黄芪多糖抑制氧化应激致大鼠软骨细胞损伤及凋亡的作用机制分析

目的探究黄芪多糖(alp)抑制氧化应激致大鼠软骨细胞损伤及凋亡的作用机制。方法选取SPF级雌性3周龄大鼠,分为活性氧自由基培养组(ROS组)、黄芪多糖组(ROS+alp组),另设空白对照组。ROS组取其软骨细胞,加入活性氧自由基培养; ROS+alp组在ROS组的基础上加入浓度为30 mg/L的黄芪多糖处理;空白对照组不作处理。使用CCK-8法测定不同浓度(0 mg/L、20 mg/L、50 mg/L、100 mg/L、200 mg/L)黄芪多糖对大鼠细胞生存率的影响;采用蛋白质印记法(Western Blot)检测大鼠软骨细胞中Bcl-2相关X蛋白(Bax)、B淋巴细胞瘤-2基因(Bcl-2)、基质金属酶蛋白3(MMP3)、MMP13、CLO2蛋白表达情况;采用Hoechst 33342染色法测定软骨细胞凋亡率。
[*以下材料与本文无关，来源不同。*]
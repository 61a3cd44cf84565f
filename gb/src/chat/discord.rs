//! Discord REST API client
//!
//! Implements ChatPlatform over the Discord HTTP API (v10) with a bot token.

use std::time::Duration;

use async_trait::async_trait;
use rand::Rng;
use reqwest::{Client, Method, Url};
use serde::Deserialize;
use serde_json::json;
use tracing::{debug, warn};

use super::{ChatError, ChatMessage, ChatPlatform, Reaction};

/// Maximum number of retries for transient errors
const MAX_RETRIES: u32 = 3;

/// Initial backoff delay for retries
const INITIAL_BACKOFF_MS: u64 = 1000;

/// Thread type for a public thread not attached to a message
const PUBLIC_THREAD: u8 = 11;

/// Thread auto-archive after one day of inactivity
const AUTO_ARCHIVE_MINUTES: u32 = 1440;

/// Check if an HTTP status code is retryable
fn is_retryable_status(status: u16) -> bool {
    matches!(status, 408 | 429 | 500 | 502 | 503 | 504)
}

/// Connection settings for the Discord API
#[derive(Debug, Clone)]
pub struct DiscordConfig {
    /// Bot token (without the `Bot ` prefix)
    pub token: String,

    /// API base URL, e.g. `https://discord.com/api/v10`
    pub base_url: String,

    /// Per-request timeout
    pub timeout: Duration,
}

#[derive(Debug, Deserialize)]
struct IdOnly {
    id: String,
}

#[derive(Debug, Deserialize)]
struct ApiMessage {
    id: String,
    channel_id: String,
    #[serde(default)]
    reactions: Vec<ApiReaction>,
}

#[derive(Debug, Deserialize)]
struct ApiReaction {
    count: u32,
    emoji: ApiEmoji,
}

#[derive(Debug, Deserialize)]
struct ApiEmoji {
    id: Option<String>,
    name: Option<String>,
}

impl ApiEmoji {
    /// Unicode emoji as-is; custom emoji as `name:id`
    fn key(&self) -> String {
        match (&self.name, &self.id) {
            (Some(name), Some(id)) => format!("{}:{}", name, id),
            (Some(name), None) => name.clone(),
            (None, Some(id)) => id.clone(),
            (None, None) => String::new(),
        }
    }
}

/// Discord bot client
pub struct DiscordClient {
    config: DiscordConfig,
    http: Client,
}

impl DiscordClient {
    pub fn new(config: DiscordConfig) -> Result<Self, ChatError> {
        debug!(base_url = %config.base_url, "DiscordClient::new: called");
        if config.token.is_empty() {
            return Err(ChatError::InvalidResponse("Discord bot token is empty".to_string()));
        }
        let http = Client::builder().timeout(config.timeout).build()?;
        Ok(Self { config, http })
    }

    /// Build `{base}/{segments...}` with each segment percent-encoded
    fn url(&self, segments: &[&str]) -> Result<Url, ChatError> {
        let mut url = Url::parse(&self.config.base_url)
            .map_err(|e| ChatError::InvalidResponse(format!("Invalid base URL '{}': {}", self.config.base_url, e)))?;
        url.path_segments_mut()
            .map_err(|_| ChatError::InvalidResponse(format!("Base URL cannot be a base: {}", self.config.base_url)))?
            .pop_if_empty()
            .extend(segments);
        Ok(url)
    }

    /// Send a request, retrying transient failures with jittered exponential backoff
    async fn send(
        &self,
        method: Method,
        url: Url,
        body: Option<serde_json::Value>,
    ) -> Result<reqwest::Response, ChatError> {
        debug!(%method, %url, "send: called");
        let mut last_error = None;

        for attempt in 0..=MAX_RETRIES {
            if attempt > 0 {
                let backoff = INITIAL_BACKOFF_MS * 2u64.pow(attempt - 1);
                let jitter = rand::rng().random_range(0..=backoff / 4);
                warn!(attempt, backoff_ms = backoff + jitter, "send: retrying after transient error");
                tokio::time::sleep(Duration::from_millis(backoff + jitter)).await;
            }

            let mut request = self
                .http
                .request(method.clone(), url.clone())
                .header("Authorization", format!("Bot {}", self.config.token));
            if let Some(body) = &body {
                request = request.json(body);
            }

            let response = match request.send().await {
                Ok(r) => r,
                Err(e) => {
                    debug!(attempt, error = %e, "send: network error");
                    last_error = Some(ChatError::Network(e));
                    continue;
                }
            };

            let status = response.status().as_u16();
            if response.status().is_success() {
                return Ok(response);
            }

            if status == 429 {
                let retry_after = response
                    .headers()
                    .get("retry-after")
                    .and_then(|v| v.to_str().ok())
                    .and_then(|s| s.parse::<f64>().ok())
                    .unwrap_or(1.0);
                debug!(retry_after, "send: rate limited (429)");
                let retry_after = Duration::from_secs_f64(retry_after.max(0.0));
                if attempt < MAX_RETRIES {
                    tokio::time::sleep(retry_after).await;
                    last_error = Some(ChatError::RateLimited { retry_after });
                    continue;
                }
                return Err(ChatError::RateLimited { retry_after });
            }

            let message = response.text().await.unwrap_or_default();
            if is_retryable_status(status) && attempt < MAX_RETRIES {
                debug!(attempt, status, "send: retryable error");
                last_error = Some(ChatError::Api { status, message });
                continue;
            }

            debug!(status, %message, "send: API error");
            return Err(ChatError::Api { status, message });
        }

        Err(last_error.unwrap_or_else(|| ChatError::Unavailable("Max retries exceeded".to_string())))
    }
}

#[async_trait]
impl ChatPlatform for DiscordClient {
    async fn create_thread(&self, channel_id: &str, name: &str) -> Result<String, ChatError> {
        debug!(%channel_id, %name, "create_thread: called");
        let url = self.url(&["channels", channel_id, "threads"])?;
        let body = json!({
            "name": name,
            "type": PUBLIC_THREAD,
            "auto_archive_duration": AUTO_ARCHIVE_MINUTES,
        });
        let thread: IdOnly = self.send(Method::POST, url, Some(body)).await?.json().await?;
        Ok(thread.id)
    }

    async fn add_thread_member(&self, thread_id: &str, user_id: &str) -> Result<(), ChatError> {
        debug!(%thread_id, %user_id, "add_thread_member: called");
        let url = self.url(&["channels", thread_id, "thread-members", user_id])?;
        self.send(Method::PUT, url, None).await?;
        Ok(())
    }

    async fn post_message(&self, channel_id: &str, content: &str) -> Result<String, ChatError> {
        debug!(%channel_id, len = content.len(), "post_message: called");
        let url = self.url(&["channels", channel_id, "messages"])?;
        let body = json!({
            "content": content,
            "allowed_mentions": { "parse": ["users"] },
        });
        let message: IdOnly = self.send(Method::POST, url, Some(body)).await?.json().await?;
        Ok(message.id)
    }

    async fn add_reaction(&self, channel_id: &str, message_id: &str, emoji: &str) -> Result<(), ChatError> {
        debug!(%channel_id, %message_id, %emoji, "add_reaction: called");
        let url = self.url(&["channels", channel_id, "messages", message_id, "reactions", emoji, "@me"])?;
        self.send(Method::PUT, url, None).await?;
        Ok(())
    }

    async fn fetch_message(&self, channel_id: &str, message_id: &str) -> Result<Option<ChatMessage>, ChatError> {
        debug!(%channel_id, %message_id, "fetch_message: called");
        let url = self.url(&["channels", channel_id, "messages", message_id])?;
        let response = match self.send(Method::GET, url, None).await {
            Ok(r) => r,
            Err(e) if e.is_not_found() => {
                debug!(%message_id, "fetch_message: message gone");
                return Ok(None);
            }
            Err(e) => return Err(e),
        };

        let message: ApiMessage = response.json().await?;
        Ok(Some(ChatMessage {
            id: message.id,
            channel_id: message.channel_id,
            reactions: message
                .reactions
                .into_iter()
                .map(|r| Reaction {
                    emoji: r.emoji.key(),
                    count: r.count,
                })
                .collect(),
        }))
    }

    async fn reaction_users(
        &self,
        channel_id: &str,
        message_id: &str,
        emoji: &str,
    ) -> Result<Vec<String>, ChatError> {
        debug!(%channel_id, %message_id, %emoji, "reaction_users: called");
        let mut url = self.url(&["channels", channel_id, "messages", message_id, "reactions", emoji])?;
        url.query_pairs_mut().append_pair("limit", "100");
        let users: Vec<IdOnly> = self.send(Method::GET, url, None).await?.json().await?;
        Ok(users.into_iter().map(|u| u.id).collect())
    }
}

#[cfg(test)]
mod tests {
    use super::*;

    fn client() -> DiscordClient {
        DiscordClient::new(DiscordConfig {
            token: "token".to_string(),
            base_url: "https://discord.com/api/v10".to_string(),
            timeout: Duration::from_secs(5),
        })
        .unwrap()
    }

    #[test]
    fn test_empty_token_rejected() {
        let result = DiscordClient::new(DiscordConfig {
            token: String::new(),
            base_url: "https://discord.com/api/v10".to_string(),
            timeout: Duration::from_secs(5),
        });
        assert!(result.is_err());
    }

    #[test]
    fn test_url_encodes_emoji() {
        let url = client()
            .url(&["channels", "1", "messages", "2", "reactions", "✋", "@me"])
            .unwrap();
        assert_eq!(
            url.as_str(),
            "https://discord.com/api/v10/channels/1/messages/2/reactions/%E2%9C%8B/@me"
        );
    }

    #[test]
    fn test_url_trailing_slash_base() {
        let c = DiscordClient::new(DiscordConfig {
            token: "t".to_string(),
            base_url: "https://discord.com/api/v10/".to_string(),
            timeout: Duration::from_secs(5),
        })
        .unwrap();
        let url = c.url(&["channels", "9", "threads"]).unwrap();
        assert_eq!(url.as_str(), "https://discord.com/api/v10/channels/9/threads");
    }

    #[test]
    fn test_emoji_key() {
        let unicode = ApiEmoji {
            id: None,
            name: Some("✋".to_string()),
        };
        assert_eq!(unicode.key(), "✋");

        let custom = ApiEmoji {
            id: Some("123".to_string()),
            name: Some("nope".to_string()),
        };
        assert_eq!(custom.key(), "nope:123");
    }

    #[test]
    fn test_parse_message_reactions() {
        let raw = r#"{
            "id": "2",
            "channel_id": "1",
            "content": "vote",
            "reactions": [
                {"count": 3, "me": true, "emoji": {"id": null, "name": "✋"}}
            ]
        }"#;
        let message: ApiMessage = serde_json::from_str(raw).unwrap();
        assert_eq!(message.reactions.len(), 1);
        assert_eq!(message.reactions[0].count, 3);
        assert_eq!(message.reactions[0].emoji.key(), "✋");
    }

    #[test]
    fn test_parse_message_without_reactions() {
        let message: ApiMessage = serde_json::from_str(r#"{"id": "2", "channel_id": "1"}"#).unwrap();
        assert!(message.reactions.is_empty());
    }

    #[test]
    fn test_is_retryable_status() {
        assert!(is_retryable_status(429));
        assert!(is_retryable_status(502));
        assert!(!is_retryable_status(404));
        assert!(!is_retryable_status(403));
    }
}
结果 alp 0mg/L时,细胞大量凋亡,生存率不到40%,随着alp的浓度的增加,大鼠软骨细胞存活率显著升高;与空白对照组相比,ROS组大鼠细胞Bcl-2、CLO2蛋白表达显著下降(P <0. 01),MMP3、MMP13、Bax蛋白表达显著上升(P <0. 01);与ROS组大鼠细胞相比,ROS+alp组大鼠细胞CLO2、Bcl-2蛋白表达显著上升(P <0. 01),MMP3、MMP13、Bax蛋白表达显著下降(P <0. 01)。Hoechst 33342染色结果显示,空白对照组软骨细胞核染色分布均匀,呈弥散均匀的低密度荧光,ROS组大鼠细胞荧光分布较为杂乱且荧光密度较高,ROS+alp组大鼠细胞分布也较为均匀,荧光密度也较低。结论在一定范围内黄芪多糖呈剂量依赖性显著降低大鼠软骨细胞内ROS水平,上调抑制凋亡因子,下调凋亡因子,减少大鼠软骨细胞的凋亡,达到缓解软骨细胞损伤的效果。